Stored data entries:

━━━━

//! Reusability Example
//!
//! A router decision picks a carrier by delegating to one of two shared
//! decisions (`fastest.json`, `cheapest.json`) through decision nodes. The
//! shared documents are read by a file-system loader and cached by the
//! engine, so each one is loaded at most once however often it is used.

use jdm_sdk::{DecisionEngineBuilder, EngineError, EvaluationOptions, FileSystemLoader};
use serde_json::json;

const RULES_DIR: &str = "demos/rules/reusability";

fn main() -> anyhow::Result<()> {
    tracing_subscriber::fmt()
        .with_env_filter(
            tracing_subscriber::EnvFilter::from_default_env()
                .add_directive(tracing_subscriber::filter::LevelFilter::INFO.into()),
        )
        .init();

    let engine = DecisionEngineBuilder::new()
        .with_loader(FileSystemLoader::new(RULES_DIR)?)
        .with_max_depth(4)
        .build()?;

    // The router itself goes through the loader too
    let router = engine.get_decision("router.json")?;

    println!("--- Executing Reusability Demo: {}/router.json ---", RULES_DIR);

    let requests = [
        json!({"preference": "fastest", "distance": 12}),
        json!({"preference": "fastest", "distance": 4200}),
        json!({"preference": "cheapest", "distance": 300}),
        json!({"preference": "cheapest", "distance": 1800}),
        json!({"distance": 90}),
    ];

    for request in requests {
        println!("\nRequest:    {}", request);
        match router.evaluate(request, EvaluationOptions::default()) {
            Ok(result) => println!("Result:     {}", serde_json::to_string(&result.output)?),
            Err(err) => report(&err),
        }
    }

    println!("\nCached decisions: {:?}", engine.cached_keys());
    println!("\n--- Execution Complete ---");
    Ok(())
}

fn report(err: &EngineError) {
    match err.node_id() {
        Some(node_id) => println!("Error in node '{}': {}", node_id, err),
        None => println!("Error: {}", err),
    }
}
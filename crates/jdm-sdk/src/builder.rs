//! Builder pattern for DecisionEngine

use crate::config::EngineConfig;
use crate::decision_engine::DecisionEngine;
use crate::error::Result;
use jdm_repository::{DocumentLoader, FnLoader};
use std::sync::Arc;

/// Builder for DecisionEngine
///
/// # Example
///
/// ```rust,no_run
/// use jdm_sdk::{DecisionEngineBuilder, FileSystemLoader};
///
/// let engine = DecisionEngineBuilder::new()
///     .with_loader(FileSystemLoader::new("rules")?)
///     .with_max_depth(5)
///     .build()?;
/// # Ok::<(), Box<dyn std::error::Error>>(())
/// ```
#[derive(Default)]
pub struct DecisionEngineBuilder {
    config: EngineConfig,
    loader: Option<Arc<dyn DocumentLoader>>,
}

impl DecisionEngineBuilder {
    /// Create a new builder
    pub fn new() -> Self {
        Self::default()
    }

    /// Set the loader used to resolve decision references
    pub fn with_loader(mut self, loader: impl DocumentLoader + 'static) -> Self {
        self.loader = Some(Arc::new(loader));
        self
    }

    /// Use a closure as the loader
    pub fn with_loader_fn<F>(self, load_fn: F) -> Self
    where
        F: Fn(&str) -> anyhow::Result<String> + Send + Sync + 'static,
    {
        self.with_loader(FnLoader::new(load_fn))
    }

    /// Replace the whole configuration
    pub fn with_config(mut self, config: EngineConfig) -> Self {
        self.config = config;
        self
    }

    pub fn with_max_depth(mut self, max_depth: usize) -> Self {
        self.config.max_depth = max_depth;
        self
    }

    pub fn cache_decisions(mut self, enable: bool) -> Self {
        self.config.cache_decisions = enable;
        self
    }

    pub fn default_trace(mut self, enable: bool) -> Self {
        self.config.default_trace = enable;
        self
    }

    /// Build the engine
    pub fn build(self) -> Result<DecisionEngine> {
        self.config.validate()?;
        tracing::debug!("Building decision engine: {:?}", self.config);
        Ok(DecisionEngine::from_parts(self.config, self.loader))
    }
}
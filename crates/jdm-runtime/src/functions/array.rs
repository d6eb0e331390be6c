//! Array and object collection functions

use super::Args;
use crate::error::Result;
use jdm_core::Value;
use std::cmp::Ordering;

pub(super) fn count(values: &[Value]) -> Result<Value> {
    let args = Args::exactly("count", values, 1)?;
    Ok(Value::Number(args.array(0)?.len() as f64))
}

/// First element, `null` when empty
pub(super) fn first(values: &[Value]) -> Result<Value> {
    let args = Args::exactly("first", values, 1)?;
    Ok(args.array(0)?.first().cloned().unwrap_or(Value::Null))
}

/// Last element, `null` when empty
pub(super) fn last(values: &[Value]) -> Result<Value> {
    let args = Args::exactly("last", values, 1)?;
    Ok(args.array(0)?.last().cloned().unwrap_or(Value::Null))
}

/// Flatten one level of nesting
pub(super) fn flatten(values: &[Value]) -> Result<Value> {
    let args = Args::exactly("flatten", values, 1)?;
    let mut flat = Vec::new();
    for item in args.array(0)? {
        match item {
            Value::Array(inner) => flat.extend(inner.iter().cloned()),
            other => flat.push(other.clone()),
        }
    }
    Ok(Value::Array(flat))
}

/// Drop repeated elements, keeping first occurrences in order
pub(super) fn unique(values: &[Value]) -> Result<Value> {
    let args = Args::exactly("unique", values, 1)?;
    let mut seen: Vec<Value> = Vec::new();
    for item in args.array(0)? {
        if !seen.contains(item) {
            seen.push(item.clone());
        }
    }
    Ok(Value::Array(seen))
}

/// Ascending sort of an all-number or all-string array
pub(super) fn sort(values: &[Value]) -> Result<Value> {
    let args = Args::exactly("sort", values, 1)?;
    let mut items = args.array(0)?.clone();

    let all_numbers = items.iter().all(|v| matches!(v, Value::Number(_)));
    let all_strings = items.iter().all(|v| matches!(v, Value::String(_)));
    if !all_numbers && !all_strings {
        return Err(args.error("can only sort arrays of numbers or arrays of strings"));
    }

    items.sort_by(|a, b| match (a, b) {
        (Value::Number(x), Value::Number(y)) => x.total_cmp(y),
        (Value::String(x), Value::String(y)) => x.cmp(y),
        _ => Ordering::Equal,
    });
    Ok(Value::Array(items))
}

/// Object keys, sorted
pub(super) fn keys(values: &[Value]) -> Result<Value> {
    let args = Args::exactly("keys", values, 1)?;
    let mut keys: Vec<&String> = args.object(0)?.keys().collect();
    keys.sort();
    Ok(Value::Array(keys.into_iter().map(|k| Value::String(k.clone())).collect()))
}

/// Object values, ordered by key
pub(super) fn values(values: &[Value]) -> Result<Value> {
    let args = Args::exactly("values", values, 1)?;
    let mut entries: Vec<(&String, &Value)> = args.object(0)?.iter().collect();
    entries.sort_by(|a, b| a.0.cmp(b.0));
    Ok(Value::Array(entries.into_iter().map(|(_, v)| v.clone()).collect()))
}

━━━━

:: Problem to work on ::
Please show all lines from the entries that contain the word "static".

:: Expected answer ::
    pub fn with_loader(mut self, loader: impl DocumentLoader + 'static) -> Self {
        F: Fn(&str) -> anyhow::Result<String> + Send + Sync + 'static,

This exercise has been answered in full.